Material provided:
*** Begin section ***

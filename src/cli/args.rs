//! CLI argument definitions using clap derive

use clap::{ArgAction, Parser, Subcommand};
use std::path::PathBuf;

/// ringcache - disk-memoized SVG progress rings
///
/// Renders circular progress indicators as SVG and caches them on disk
/// keyed by color and percentage.
#[derive(Parser, Debug)]
#[command(name = "ringcache")]
#[command(author, version, long_about = None)]
#[command(propagate_version = true)]
pub struct Cli {
    /// Subcommand to execute
    #[command(subcommand)]
    pub command: Commands,

    /// Increase verbosity (-v info, -vv debug)
    #[arg(short, long, global = true, action = ArgAction::Count)]
    pub verbose: u8,

    /// Configuration file path
    #[arg(short, long, global = true, env = "RINGCACHE_CONFIG")]
    pub config: Option<PathBuf>,

    /// Cache root directory (defaults to the platform user cache dir)
    #[arg(long, global = true, env = "RINGCACHE_DIR")]
    pub cache_dir: Option<PathBuf>,
}

/// Available commands
#[derive(Subcommand, Debug)]
pub enum Commands {
    /// Render (or reuse) a progress asset and print its path
    Render(RenderArgs),

    /// Remove every cached asset
    Purge,

    /// Show configuration
    Config(ConfigArgs),
}

/// Arguments for the render command
#[derive(Parser, Debug)]
pub struct RenderArgs {
    /// Progress percentage, clamped to [0-100]
    #[arg(short, long)]
    pub progress: f64,

    /// Progress color as a hex token, with or without a leading `#`
    /// (defaults to the configured color)
    #[arg(long)]
    pub color: Option<String>,

    /// Draw a drop shadow under the progress arc
    #[arg(long)]
    pub shadow: bool,

    /// Use rounded line caps on both arcs
    #[arg(long)]
    pub rounded: bool,
}

/// Arguments for the config command
#[derive(Parser, Debug)]
pub struct ConfigArgs {
    /// Config action to perform
    #[command(subcommand)]
    pub action: Option<ConfigAction>,
}

/// Config subcommand actions
#[derive(Subcommand, Debug)]
pub enum ConfigAction {
    /// Print the effective configuration
    Show,

    /// Print the config file path
    Path,
}
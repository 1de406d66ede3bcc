//! Purge command - remove every cached asset

use crate::cache::{AssetStore, FsStore, ASSET_EXTENSION};
use crate::error::RingResult;
use std::path::PathBuf;

/// Execute the purge command
pub async fn execute(cache_root: PathBuf) -> RingResult<()> {
    let store = FsStore::open(cache_root).await?;

    let stale = store.purge_stale().await?;
    let removed = store.purge_all(ASSET_EXTENSION).await?;

    println!("Removed {} cached asset(s)", removed + stale);
    Ok(())
}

*** End section ***

Goal of the exercise: Each line of the listing that includes the word "stale" should be copied out.

Task result:
    let stale = store.purge_stale().await?;
    println!("Removed {} cached asset(s)", removed + stale);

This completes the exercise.